Game is part of an industry that readily spreads homophobic lyrics and so he was praised when he joined the likes of Russell Simmons and Kanye West who have openly and fearlessly said they accept gays and lesbians.
But the words that came after Game’s support for gays is where he does more harm than good.
“Game has a problem with people that are pretending not to be gay and are gay because the number one issue with that is that you could be fooling somebody and you could give them AIDS and they can die.”
He was referring to so-called “down low” men—or, black men who sleep with men while identifying as straight and having sex with women, too. But the Centers for Disease Control and Prevention has found no evidence that they are responsible for high HIV rates among Black women.
“There’s been an awful low of dialogue about the “down low” over the last 4-5 years and the degree to which they may be associated with HIV-infections in the black community,’ Greg Millett, a senior policy adviser from the White House Office of National AIDS Policy said at a briefing in Washington DC last year.
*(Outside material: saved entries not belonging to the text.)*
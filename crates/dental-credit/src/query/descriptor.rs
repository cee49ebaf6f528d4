use serde::{Deserialize, Serialize};
use std::collections::BTreeMap;

/// Filter value meaning "leave this filter inactive", so UI selectors can
/// send their default option verbatim.
pub const FILTER_ALL: &str = "all";

#[derive(Debug, Clone, Copy, PartialEq, Eq, Serialize, Deserialize)]
#[serde(rename_all = "snake_case")]
pub enum SortDirection {
    Ascending,
    Descending,
}

/// A sortable field name plus the direction to read it in.
#[derive(Debug, Clone, PartialEq, Eq, Serialize, Deserialize)]
pub struct SortSpec {
    pub key: String,
    pub direction: SortDirection,
}

/// Caller-supplied description of one derived view: free-text search,
/// categorical filters, and an optional sort.
///
/// Filters naming unknown fields are ignored rather than rejected; the
/// sort key, by contrast, must name a declared sortable field.
#[derive(Debug, Clone, Default, PartialEq, Serialize, Deserialize)]
pub struct QueryDescriptor {
    #[serde(default)]
    pub search: String,
    #[serde(default)]
    pub filters: BTreeMap<String, String>,
    #[serde(default)]
    pub sort: Option<SortSpec>,
}

impl QueryDescriptor {
    pub fn sorted_by(key: impl Into<String>, direction: SortDirection) -> Self {
        Self {
            search: String::new(),
            filters: BTreeMap::new(),
            sort: Some(SortSpec {
                key: key.into(),
                direction,
            }),
        }
    }

    pub fn with_search(mut self, search: impl Into<String>) -> Self {
        self.search = search.into();
        self
    }

    pub fn with_filter(mut self, field: impl Into<String>, value: impl Into<String>) -> Self {
        self.filters.insert(field.into(), value.into());
        self
    }

    /// Search text normalized for matching. Whitespace-only input counts
    /// as no search at all.
    pub(crate) fn search_term(&self) -> Option<String> {
        let trimmed = self.search.trim();
        if trimmed.is_empty() {
            None
        } else {
            Some(trimmed.to_lowercase())
        }
    }

    /// Filters that actually constrain the view; `"all"` entries drop out.
    pub(crate) fn active_filters(&self) -> impl Iterator<Item = (&str, &str)> {
        self.filters
            .iter()
            .filter(|(_, value)| value.as_str() != FILTER_ALL)
            .map(|(field, value)| (field.as_str(), value.as_str()))
    }
}

#[cfg(test)]
mod tests {
    use super::*;

    #[test]
    fn blank_search_means_no_search() {
        assert_eq!(QueryDescriptor::default().search_term(), None);

        let descriptor = QueryDescriptor::default().with_search("   ");
        assert_eq!(descriptor.search_term(), None);
    }

    #[test]
    fn search_term_is_trimmed_and_lowercased() {
        let descriptor = QueryDescriptor::default().with_search("  Chase  ");
        assert_eq!(descriptor.search_term().as_deref(), Some("chase"));
    }

    #[test]
    fn all_sentinel_deactivates_a_filter() {
        let descriptor = QueryDescriptor::default()
            .with_filter("status", FILTER_ALL)
            .with_filter("account_kind", "mortgage");

        let active: Vec<_> = descriptor.active_filters().collect();
        assert_eq!(active, vec![("account_kind", "mortgage")]);
    }

    #[test]
    fn descriptor_round_trips_through_json() {
        let descriptor = QueryDescriptor::sorted_by("payment_date", SortDirection::Descending)
            .with_search("chase")
            .with_filter("status", "late");

        let encoded = serde_json::to_string(&descriptor).expect("descriptor serializes");
        let decoded: QueryDescriptor = serde_json::from_str(&encoded).expect("descriptor parses");
        assert_eq!(decoded, descriptor);
    }
}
Millet is among a handful of researchers, working with CDC funding, who have spent recent years researching the repeated assertion that “down low” men are driving the epidemic. In the video below that comes from the July 2010 White House briefing on Black men and HIV/AIDS, Millet summarizes the findings. And here’s how he and his colleagues summed it up in the American Journal of Public Health in September 2009:
Black men “on the down low” have been considered prime agents of HIV transmission in the Black community despite little empirical evidence. We assessed the relationship between down-low identification and sexual risk outcomes among 1151 Black [men who have sex with men]. Down-low identification was not associated with unprotected anal or vaginal sex with male or female partners. [Emphasis added.]
The truth “is not as fun as speculating about somebody’s man creeping around to sleep with his best friend and spread HIV.” Colorlines.com editor Kai Wright said last year when comedian D.L. Hughley and The View’s Sherri Shepherd made the same assertion Game did this year.
“But then again, neither are most things that actually matter in making Black people account for roughly half of all new infections every year. Things like a woman’s access to preventive health care, which would increase screening and treatment for the STDs that help HIV transmission.”